I’ve just finished Nathanael West’s Miss Lonelyhearts and am halfway through The Day of the Locust (New Directions not long ago issued them together in a single paperback volume). The undercurrent of violence in the two novels, the way in which nearly every act and thought is awash in it, is startling. The characters in Miss Lonelyhearts are drowning in Prohibition booze; how else to manage the crushing disappointment and despair of early thirties America? But the illusion of Hollywood hope that masks alienation and desperation in Day of the Locust feels like a much longer hangover. —Nicole Rudick

If you fell in love with Stephen Malkmus’s dead eyes in the “Major Leagues” music video, or appreciate apathy raised to the level of art, or just really like the sound of 1994, then read Chuck Klosterman’s GQ profile of Pavement from earlier this year. New York Magazine also has a sharp—and more recent—analysis of the band’s resurgent appeal. —Miranda Popkey

The Tenth Parallel, Eliza Griswold’s account of years traveling through regions of Africa and Asia crossed by the latitudinal line that—owing to centuries of historical accidents and decades of misguided Western intervention—marks where Christian and Muslim cultures meet, or rather collide. What’s particularly striking is the restraint of the writing, given the violence—both physical and spiritual—she chronicles in a series of stories. There are clearly no simple answers to the conflict, and Griswold, to her credit, avoids reductive solutions or comforting interpretations. The stories themselves are enough. —Peter Conroy

The GQ oral history of GoodFellas is a reminder that the best pulp culture is invariably produced by insurgent campaigns. It’s also made me wonder whether the enduring power of “Then He Kissed Me” owes more to the Steadicam shot to which Scorsese set it, or vice versa. —David Wallace-Wells

I heard David Bezmozgis read from his forthcoming novel, The Free World, at the FSG Reading Series last Tuesday.

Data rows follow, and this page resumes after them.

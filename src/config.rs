//! Configuration file support for geoclean.
//!
//! This module provides loading of `.geoclean.toml` configuration files
//! which can specify cleaning defaults.
//!
//! # Example Configuration
//!
//! ```toml
//! [cleaning]
//! format = "ddh"
//! split = true
//! axis = "lat"
//! policy = "ignore"
//! ```
//!
//! # Config File Locations
//!
//! Configuration is searched in this order (first found wins):
//! 1. `.geoclean.toml` in current directory
//! 2. `~/.config/geoclean/config.toml`
//!
//! Settings applied in code take precedence over config file settings.

use crate::batch::CleanConfig;
use crate::coord::{HorizontalAxis, OutputFormat};
use crate::policy::InvalidPolicy;
use std::fs;
use std::path::PathBuf;

/// Parsed configuration from a .geoclean.toml file.
#[derive(Debug, Clone, Default)]
pub struct GeocleanConfig {
    /// Cleaning defaults section.
    pub cleaning: CleaningSection,
}

/// Cleaning section of the config file.
#[derive(Debug, Clone, Default)]
pub struct CleaningSection {
    /// Output format alias: "dd", "ddh", "dm", or "dms".
    pub format: Option<String>,
    /// Whether pairs split into discrete fields.
    pub split: Option<bool>,
    /// Axis assumed for single coordinates: "lat" or "long".
    pub axis: Option<String>,
    /// Failure policy: "coerce" or "ignore".
    pub policy: Option<String>,
}

impl GeocleanConfig {
    /// Load configuration from the default locations.
    ///
    /// Searches for config in:
    /// 1. `.geoclean.toml` in current directory
    /// 2. `~/.config/geoclean/config.toml`
    pub fn load() -> Option<Self> {
        let cwd_config = PathBuf::from(".geoclean.toml");
        if cwd_config.exists() {
            match Self::load_from_path(&cwd_config) {
                Ok(config) => return Some(config),
                Err(e) => log::warn!("ignoring {}: {}", cwd_config.display(), e),
            }
        }

        if let Some(home) = dirs_home() {
            let home_config = home.join(".config").join("geoclean").join("config.toml");
            if home_config.exists() {
                match Self::load_from_path(&home_config) {
                    Ok(config) => return Some(config),
                    Err(e) => log::warn!("ignoring {}: {}", home_config.display(), e),
                }
            }
        }

        None
    }

    /// Load configuration from a specific path.
    pub fn load_from_path(path: &PathBuf) -> Result<Self, ConfigError> {
        let content = fs::read_to_string(path).map_err(|e| ConfigError::Io(e.to_string()))?;
        Self::parse(&content)
    }

    /// Parse configuration from TOML content.
    pub fn parse(content: &str) -> Result<Self, ConfigError> {
        // Simple TOML parsing without external dependencies
        let mut config = GeocleanConfig::default();
        let mut in_cleaning = false;

        for line in content.lines() {
            let line = line.trim();

            if line.starts_with('#') || line.is_empty() {
                continue;
            }

            if line.starts_with('[') && line.ends_with(']') {
                let section = &line[1..line.len() - 1];
                in_cleaning = section == "cleaning";
                continue;
            }

            if !in_cleaning {
                continue;
            }

            if let Some((key, value)) = line.split_once('=') {
                let key = key.trim();
                let value = value.trim();

                match key {
                    "format" => {
                        config.cleaning.format = Some(unquote(value).to_string());
                    }
                    "split" => {
                        config.cleaning.split = match value {
                            "true" => Some(true),
                            "false" => Some(false),
                            other => {
                                return Err(ConfigError::Parse(format!(
                                    "split must be true or false, got {other:?}"
                                )))
                            }
                        };
                    }
                    "axis" => {
                        config.cleaning.axis = Some(unquote(value).to_string());
                    }
                    "policy" => {
                        config.cleaning.policy = Some(unquote(value).to_string());
                    }
                    _ => {}
                }
            }
        }

        Ok(config)
    }

    /// Convert this config to a CleanConfig, leaving unset keys at their
    /// defaults.
    pub fn to_clean_config(&self) -> CleanConfig {
        let mut config = CleanConfig::new();

        if let Some(format) = self.cleaning.format.as_deref() {
            match format.parse::<OutputFormat>() {
                Ok(format) => config = config.output_format(format),
                Err(_) => log::warn!("unknown output format {format:?} in config"),
            }
        }
        if let Some(split) = self.cleaning.split {
            config = config.split(split);
        }
        if let Some(axis) = self.cleaning.axis.as_deref() {
            match axis.parse::<HorizontalAxis>() {
                Ok(axis) => config = config.horizontal_axis(axis),
                Err(_) => log::warn!("unknown axis {axis:?} in config"),
            }
        }
        if let Some(policy) = self.cleaning.policy.as_deref() {
            match policy.parse::<InvalidPolicy>() {
                Ok(policy) => config = config.policy(policy),
                Err(_) => log::warn!("unknown policy {policy:?} in config"),
            }
        }

        config
    }
}

/// Configuration loading error.
#[derive(Debug, Clone)]
pub enum ConfigError {
    /// IO error reading config file.
    Io(String),
    /// Parse error in config file.
    Parse(String),
}

impl std::fmt::Display for ConfigError {
    fn fmt(&self, f: &mut std::fmt::Formatter<'_>) -> std::fmt::Result {
        match self {
            ConfigError::Io(msg) => write!(f, "Config IO error: {}", msg),
            ConfigError::Parse(msg) => write!(f, "Config parse error: {}", msg),
        }
    }
}

impl std::error::Error for ConfigError {}

fn unquote(value: &str) -> &str {
    value.trim_matches('"').trim_matches('\'')
}

/// Get the user's home directory.
fn dirs_home() -> Option<PathBuf> {
    std::env::var("HOME").ok().map(PathBuf::from)
}
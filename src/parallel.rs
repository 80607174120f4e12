//! Parallel processing support for geoclean
//!
//! This module provides parallel variants of parsing and cleaning
//! operations using rayon. Enable with the `parallel` feature.
//!
//! # Example
//!
//! ```no_run
//! # #[cfg(feature = "parallel")]
//! # fn main() {
//! use geoclean::parallel::{clean_parallel, parse_parallel};
//! use geoclean::{CleanConfig, Cleaner};
//!
//! let rows = vec![
//!     "40.7128 N, 74.0060 W",
//!     "51° 30′ 26″ N",
//!     "-33.8688",
//! ];
//!
//! // Parse in parallel
//! let parsed: Vec<_> = parse_parallel(&rows)
//!     .into_iter()
//!     .flatten()
//!     .collect();
//!
//! // Clean in parallel
//! let cleaner = Cleaner::with_config(CleanConfig::new().split(true));
//! let result = clean_parallel(&cleaner, &rows);
//! assert_eq!(result.total(), 3);
//! # }
//! # #[cfg(not(feature = "parallel"))]
//! # fn main() {}
//! ```

use std::time::Instant;

use rayon::prelude::*;

use crate::batch::{CleanResult, Cleaner, CleaningStats};
use crate::coord::grammar::parse_coordinate_text;
use crate::coord::ParsedInput;

/// Parse multiple coordinate strings in parallel
///
/// Returns one entry per input string, `None` where the grammar did not
/// match. Order is preserved.
pub fn parse_parallel<S: AsRef<str> + Sync>(rows: &[S]) -> Vec<Option<ParsedInput>> {
    rows.par_iter()
        .map(|s| parse_coordinate_text(s.as_ref()))
        .collect()
}

/// Parse multiple coordinate strings in parallel, dropping non-matches
///
/// Returns only inputs the grammar accepted. Useful when you want to
/// skip malformed rows without error handling.
pub fn parse_parallel_ok<S: AsRef<str> + Sync>(rows: &[S]) -> Vec<ParsedInput> {
    rows.par_iter()
        .filter_map(|s| parse_coordinate_text(s.as_ref()))
        .collect()
}

/// Clean multiple rows in parallel
///
/// Equivalent to [`Cleaner::clean`] with the work spread across the rayon
/// thread pool. Outcomes come back in input order and per-worker counter
/// partials merge into a single [`CleaningStats`].
pub fn clean_parallel<S: AsRef<str> + Sync>(cleaner: &Cleaner, rows: &[S]) -> CleanResult {
    let start = Instant::now();

    let per_row: Vec<_> = rows
        .par_iter()
        .map(|row| cleaner.clean_row(row.as_ref()))
        .collect();

    let mut stats = CleaningStats::new();
    let mut outcomes = Vec::with_capacity(per_row.len());
    for (outcome, disposition) in per_row {
        stats.record(disposition);
        outcomes.push(outcome);
    }

    CleanResult::new(outcomes, stats, start.elapsed())
}

/// Validate multiple rows in parallel
///
/// Returns one boolean per input, in order.
pub fn validate_parallel<S: AsRef<str> + Sync>(cleaner: &Cleaner, rows: &[S]) -> Vec<bool> {
    rows.par_iter().map(|s| cleaner.validate(s.as_ref())).collect()
}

And I pocketed a galley that’s been keeping me up past my bedtime. The book isn’t out until April of next year, but in the meantime, you can tide yourself over with “The Train of Their Departure” in The New Yorker.Thessaly La Force

I watched eagerly the first installment of “Grand Openings,” a video essay on director David Fincher—and especially his credit sequences—by Matt Zoller Seitz and Aaron Aradillas. Nobody else seems to have figured out how to make use of the possibilities of video criticism beyond the DVD-commentary model, and though the series Seitz has produced for the Museum of the Moving Image’s Moving Image Source over the past year or two might not be all masterpieces, he is truly miles ahead of the competition. —D. W.-W.